* PROBLEM DETAILS
Once you have read the data below, print all of it exactly.

[Data entries]
────────

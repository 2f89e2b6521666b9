// src/errors.rs

//! Crate-wide error types.
//!
//! `ConfigError` covers everything that must be rejected before a run is
//! allowed to start: unknown or cyclic job references, unresolved command
//! placeholders, and otherwise malformed configuration. The remaining types
//! are scoped failures the engine downgrades instead of propagating: a
//! provisioning failure only takes down one runtime version, and a spawn
//! failure only fails one step.

use thiserror::Error;

/// Fatal configuration-level errors, detected before any job executes.
/// A run aborted by one of these has no partial side effects.
#[derive(Error, Debug)]
pub enum ConfigError {
    /// A requested or required job name is not defined.
    #[error("unknown job '{0}'")]
    UnknownJob(String),

    /// The requires graph contains a cycle; members are listed in order.
    #[error("dependency cycle: {}", .0.join(" -> "))]
    CyclicDependency(Vec<String>),

    /// A command template references a value with no definition.
    #[error("undefined value '{placeholder}' in command `{template}`")]
    MissingValue {
        template: String,
        placeholder: String,
    },

    /// Anything else wrong with the configuration file.
    #[error("invalid configuration: {0}")]
    Invalid(String),
}

/// Creating a virtualenv or installing requirements into it failed.
/// Scoped to a single runtime version; other versions proceed.
#[derive(Error, Debug)]
#[error("provisioning environment for {version} failed: {reason}")]
pub struct ProvisionError {
    pub version: String,
    pub reason: String,
}

/// The step executor could not spawn the target process at all. The job
/// runner converts this into a failed step result rather than aborting
/// sibling steps or sibling (job, version) pairs.
#[derive(Error, Debug)]
#[error("failed to spawn `{command}`: {source}")]
pub struct SpawnError {
    pub command: String,
    #[source]
    pub source: std::io::Error,
}

pub use anyhow::{Error, Result};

────────

* SOLUTION TO THIS TASK
repository 2f89e2b6521666b9
// src/errors.rs

//! Crate-wide error types.
//!
//! `ConfigError` covers everything that must be rejected before a run is
//! allowed to start: unknown or cyclic job references, unresolved command
//! placeholders, and otherwise malformed configuration. The remaining types
//! are scoped failures the engine downgrades instead of propagating: a
//! provisioning failure only takes down one runtime version, and a spawn
//! failure only fails one step.

use thiserror::Error;

/// Fatal configuration-level errors, detected before any job executes.
/// A run aborted by one of these has no partial side effects.
#[derive(Error, Debug)]
pub enum ConfigError {
    /// A requested or required job name is not defined.
    #[error("unknown job '{0}'")]
    UnknownJob(String),

    /// The requires graph contains a cycle; members are listed in order.
    #[error("dependency cycle: {}", .0.join(" -> "))]
    CyclicDependency(Vec<String>),

    /// A command template references a value with no definition.
    #[error("undefined value '{placeholder}' in command `{template}`")]
    MissingValue {
        template: String,
        placeholder: String,
    },

    /// Anything else wrong with the configuration file.
    #[error("invalid configuration: {0}")]
    Invalid(String),
}

/// Creating a virtualenv or installing requirements into it failed.
/// Scoped to a single runtime version; other versions proceed.
#[derive(Error, Debug)]
#[error("provisioning environment for {version} failed: {reason}")]
pub struct ProvisionError {
    pub version: String,
    pub reason: String,
}

/// The step executor could not spawn the target process at all. The job
/// runner converts this into a failed step result rather than aborting
/// sibling steps or sibling (job, version) pairs.
#[derive(Error, Debug)]
#[error("failed to spawn `{command}`: {source}")]
pub struct SpawnError {
    pub command: String,
    #[source]
    pub source: std::io::Error,
}

pub use anyhow::{Error, Result};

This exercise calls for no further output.